A partir de ahí, y a lo largo de toda la decada de los 80, Resines se convierte en santo y seña de lo que se da en denominar la comedia madrileña, un puntal más de ese fenómeno mediático-cultural que vino a ser la legendaria movida, ésa que, con Tierno Galván colocadete y al loro, te permitía ir, si antes te no te mataba, de Madrid al cielo directamente y sin escalas.
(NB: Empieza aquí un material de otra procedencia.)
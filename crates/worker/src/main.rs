//! Docflow Worker
//!
//! Consumes tasks from the task queue:
//! 1. Receives index and query tasks
//! 2. Runs the indexing pipeline or the two-pass query pipeline
//! 3. Records progress and the terminal state on the job row
//! 4. Acknowledges the task once the job is terminal

mod dispatcher;

use crate::dispatcher::{TaskDispatcher, Worker};
use docflow_common::{
    completion::{create_completion_model, CompletionClient},
    config::{AppConfig, ObservabilityConfig},
    db::{DbPool, PgRecordStore, RecordStore},
    embeddings::{create_embedder, EmbeddingClient},
    metrics::{register_metrics, JOB_BUCKETS, METRICS_PREFIX, PROVIDER_BUCKETS},
    queue::{SqsTaskQueue, TaskQueue},
    storage::create_content_store,
    tokens::{TiktokenTokenizer, Tokenizer},
    VERSION,
};
use docflow_context::{GeneratorConfig, QueryProcessor, SuggestionCreator, TwoPassGenerator};
use docflow_ingestion::{GitFetcher, IndexingOrchestrator, TokenChunker};
use metrics_exporter_prometheus::{Matcher, PrometheusBuilder};
use std::sync::Arc;
use tracing::{error, info, warn};
use tracing_subscriber::EnvFilter;

#[tokio::main]
async fn main() -> Result<(), Box<dyn std::error::Error>> {
    // Load environment variables
    dotenvy::dotenv().ok();

    let config = AppConfig::load().map_err(|e| {
        eprintln!("Failed to load configuration: {}", e);
        e
    })?;

    init_tracing(&config.observability);
    info!("Starting Docflow Worker v{}", VERSION);

    if config.observability.metrics_port != 0 {
        install_metrics(config.observability.metrics_port)?;
        info!(port = config.observability.metrics_port, "Prometheus exporter listening");
    }

    // Initialize database connection
    info!("Connecting to database...");
    let db = DbPool::new(&config.database).await?;
    db.ping().await?;
    if config.database.run_migrations {
        db.migrate(&config.database.migrations_dir).await?;
    }
    let records: Arc<dyn RecordStore> = Arc::new(PgRecordStore::new(db));

    let content = create_content_store(&config.storage)?;
    let embedder = create_embedder(&config.embedding)?;
    let tokenizer: Arc<dyn Tokenizer> = Arc::new(TiktokenTokenizer::cl100k()?);
    let embeddings = EmbeddingClient::from_config(embedder, tokenizer.clone(), &config.embedding);

    info!(
        model = %embeddings.model_name(),
        dimension = embeddings.dimension(),
        "Embedder initialized"
    );

    let chunker = TokenChunker::new(
        tokenizer,
        config.chunking.max_tokens,
        config.chunking.overlap_tokens,
    )?;
    let indexing = IndexingOrchestrator::new(
        records.clone(),
        content.clone(),
        embeddings.clone(),
        chunker,
        Arc::new(GitFetcher::new(config.indexing.git_host.clone())),
        config.storage.bucket.clone(),
        config.indexing.clone(),
    )
    .with_lookback(config.chunking.lookback_chars);

    let completion = CompletionClient::from_config(
        create_completion_model(&config.completion)?,
        &config.completion,
    );
    let generator = TwoPassGenerator::new(
        records.clone(),
        content.clone(),
        embeddings,
        completion,
        GeneratorConfig::from_app_config(&config),
    );
    info!(model = %generator.model_name(), "Completion model initialized");

    let creator = SuggestionCreator::new(
        records.clone(),
        content,
        config.storage.bucket.clone(),
        config.generation.confidence,
    );
    let dispatcher = TaskDispatcher::new(indexing, QueryProcessor::new(records, generator, creator));

    let queue: Arc<dyn TaskQueue> = match &config.queue.task_queue_url {
        Some(url) => {
            info!(url = %url, "Connecting to task queue...");
            Arc::new(SqsTaskQueue::new(&config.queue).await?)
        }
        None => {
            warn!("queue.task_queue_url not set, waiting for shutdown signal...");
            tokio::signal::ctrl_c().await?;
            info!("Docflow worker shutting down");
            return Ok(());
        }
    };

    info!("Worker ready, starting queue polling...");
    Worker::new(queue, dispatcher)
        .run(async {
            if let Err(e) = tokio::signal::ctrl_c().await {
                error!(error = %e, "Failed to listen for shutdown signal");
            }
        })
        .await;

    info!("Docflow worker shutting down");
    Ok(())
}

fn init_tracing(config: &ObservabilityConfig) {
    let filter = EnvFilter::try_from_default_env()
        .unwrap_or_else(|_| EnvFilter::new(&config.log_level));

    if config.json_logging {
        tracing_subscriber::fmt()
            .with_env_filter(filter)
            .with_target(true)
            .json()
            .init();
    } else {
        tracing_subscriber::fmt()
            .with_env_filter(filter)
            .with_target(true)
            .init();
    }
}

/// Serve `/metrics` on `port` and describe the pipeline metrics
fn install_metrics(port: u16) -> Result<(), Box<dyn std::error::Error>> {
    let provider_latency = [
        format!("{}_embedding_duration_seconds", METRICS_PREFIX),
        format!("{}_completion_duration_seconds", METRICS_PREFIX),
    ];
    let job_latency = [
        format!("{}_index_duration_seconds", METRICS_PREFIX),
        format!("{}_query_duration_seconds", METRICS_PREFIX),
    ];

    let mut builder = PrometheusBuilder::new().with_http_listener(([0, 0, 0, 0], port));
    for name in provider_latency {
        builder = builder.set_buckets_for_metric(Matcher::Full(name), PROVIDER_BUCKETS)?;
    }
    for name in job_latency {
        builder = builder.set_buckets_for_metric(Matcher::Full(name), JOB_BUCKETS)?;
    }
    builder.install()?;

    register_metrics();
    Ok(())
}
Pocos fueron los títulos señeros marcados con esa etiqueta que no contaron con su presencia protagónica: Sal gorda, Sé infiel y no mires con quién, La vida alegre, El juego más divertido... No fueron sus únicas interpretaciones (a partir de Sal gorda –1984-, llega a acumular, a lo largo de la década y sólo en trabajos cinematográficos, hasta un total de veinte títulos), pero sí que las que le convirtieron en un auténtico icono, que, con una estampa en la más pura línea del cómico clásico español (bigote rotundo y poblado, calva incipiente, complexión ancha: nada que ver con la imagen del galán glamouroso...), venía a perfilarse como un candidato serio a la sucesión de toda una generación de maestros que le había precedido.
 

Resines va a iniciar la decada de los 90 con un idéntico ritmo de trabajo, constante e incansable, y sigue basando el grueso de sus instrucciones en una continuidad de género, el de la comedia, donde se sigue moviendo como pez en el agua: títulos destacados en ese rubro (Cómo ser mujer y no morir en el intento, Todos los hombres sois iguales; y un largo etcétera) se van acumulando en su currículum, pero sus registros interpretativos empiezan a ampliarse, a medida que su carrera se va viendo trufada por incursiones en otros ámbitos genéricos muy distantes: ya sea el delirio cómico/cósmico de la ópera prima de Alex de la Iglesia, Acción mutante (si hemos de considerarla una comedia, habremos de convenir en que lo es muy sui generis...), o dramas de corte agridulce, como Carreteras secundarias o El tiempo de la felicidad. Películas en las que Resines demuestra que el trabajo acumulado va rindiendo frutos, dotándole de recursos expresivos cada vez más variados y puliendo las carencias y rigideces (sobre todo, declamatorias) que en sus primeros papeles evidenciaba de manera muy fuerte.
 

La consagración definitiva le había de llegar, y no tardaría en hacerlo: ese carnicero triste y bondadoso, Rafael, que se ve zarandeado por la vida y la maldad que se cruzan inexorablemente en su camino, disfrazados de Adán y Eva, era el "bombón" con el que Ricardo Franco le iba a obsequiar en La buena estrella. El Goya que le reportó, como mejor actor protagonista, vino a ser el reconocimiento justo y merecido a sus indudables valores, ya indiscutidos para público, crítica y profesión, y suponía su acceso ya irrestricto a todo tipo de proyectos, con independencia de su corte o género: la nómina de directores (Trueba, Berlanga, Albaladejo, Suárez; entre muchos otros) a cuyas órdenes ha tenido ocasión de trabajar desde ese año de gracia de 1997, así lo atestigua con total rotundidad.
 

En plena madurez personal y profesional, y ya a punto de llegar a ese ecuador vital que marca la cincuentena, este cántabro tan capaz de dar vida (y pálpito de luchador nato) a un minero asturiano (el Fidel de Pídele cuentas al rey) como a un guerrillero catalán antifranquista con un puntito "mangui" y chulapón (el Kim de El embrujo de Shanghai), está plenamente asentado en nuestro cine actual, con una presencia estable y permanente en sus repartos, con la cual, más allá de circunstancias puntuales, se puede proclamar, plena y propiamente, como el más digno sucesor de esa ilustre estirpe de cómicos españoles de los que, en su momento, hubo de tomar el testigo. Y por muchos años, y que lo veamos...
 

Por Manuel Márquez.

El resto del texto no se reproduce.